● **What is expected**
Begin at the top of the following data. Copy each line exactly until you have copied the line containing "Baseline tracking configuration".

● **Given entries**
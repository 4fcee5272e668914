//! Detection engine configuration contracts that can be shared across crates.

use serde::{Deserialize, Serialize};

use crate::Side;

/// Detection engine configuration
#[derive(Debug, Clone, Serialize, Deserialize)]
pub struct DetectorConfig {
    /// Baseline tracking configuration
    #[serde(default)]
    pub baseline: BaselineConfig,

    /// Occlusion threshold configuration
    #[serde(default)]
    pub threshold: ThresholdConfig,

    /// Direction confirmation configuration
    #[serde(default)]
    pub sequencer: SequencerConfig,

    /// Side whose occlusion-first sequence counts as an entry
    ///
    /// Fixed by installation (which sensor faces the outside), never inferred
    /// at runtime. The opposite origin counts as an exit.
    #[serde(default = "default_entry_origin")]
    pub entry_origin: Side,
}

impl Default for DetectorConfig {
    fn default() -> Self {
        Self {
            baseline: BaselineConfig::default(),
            threshold: ThresholdConfig::default(),
            sequencer: SequencerConfig::default(),
            entry_origin: default_entry_origin(),
        }
    }
}

fn default_entry_origin() -> Side {
    Side::Right
}

/// Adaptive baseline configuration
#[derive(Debug, Clone, Serialize, Deserialize)]
pub struct BaselineConfig {
    /// Ring buffer depth of the per-side moving average
    pub window: usize,
    /// Warm-up measurement pairs taken before steady-state operation begins
    pub warmup_samples: usize,
    /// Spacing between warm-up measurements (seconds)
    pub warmup_interval_s: f64,
}

impl Default for BaselineConfig {
    fn default() -> Self {
        Self {
            window: 10,
            warmup_samples: 10,
            warmup_interval_s: 0.05,
        }
    }
}

/// Occlusion threshold configuration
#[derive(Debug, Clone, Serialize, Deserialize)]
pub struct ThresholdConfig {
    /// Minimum plausible body cross-section; a side is occluded when its
    /// validated distance drops this far below its baseline (centimetres)
    pub object_width_cm: f64,
    /// Readings this far above baseline are echo glitches and are clamped
    /// back to the baseline (centimetres)
    pub outlier_slack_cm: f64,
}

impl Default for ThresholdConfig {
    fn default() -> Self {
        Self {
            object_width_cm: 20.0,
            outlier_slack_cm: 20.0,
        }
    }
}

/// Direction confirmation configuration
#[derive(Debug, Clone, Serialize, Deserialize)]
pub struct SequencerConfig {
    /// Maximum polls of the opposite side per confirmation window
    pub confirm_attempts: u32,
    /// Spacing between confirmation polls (seconds)
    pub confirm_interval_s: f64,
    /// Dwell after a confirmed crossing before sampling resumes (seconds)
    pub lockout_s: f64,
    /// Pacing delay between steady-state cycles (seconds)
    pub cycle_interval_s: f64,
}

impl Default for SequencerConfig {
    fn default() -> Self {
        Self {
            confirm_attempts: 10,
            confirm_interval_s: 0.1,
            lockout_s: 3.0,
            cycle_interval_s: 0.6,
        }
    }
}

● **Answer to this problem**
repository 4fcee5272e668914
//! Detection engine configuration contracts that can be shared across crates.

use serde::{Deserialize, Serialize};

use crate::Side;

/// Detection engine configuration
#[derive(Debug, Clone, Serialize, Deserialize)]
pub struct DetectorConfig {
    /// Baseline tracking configuration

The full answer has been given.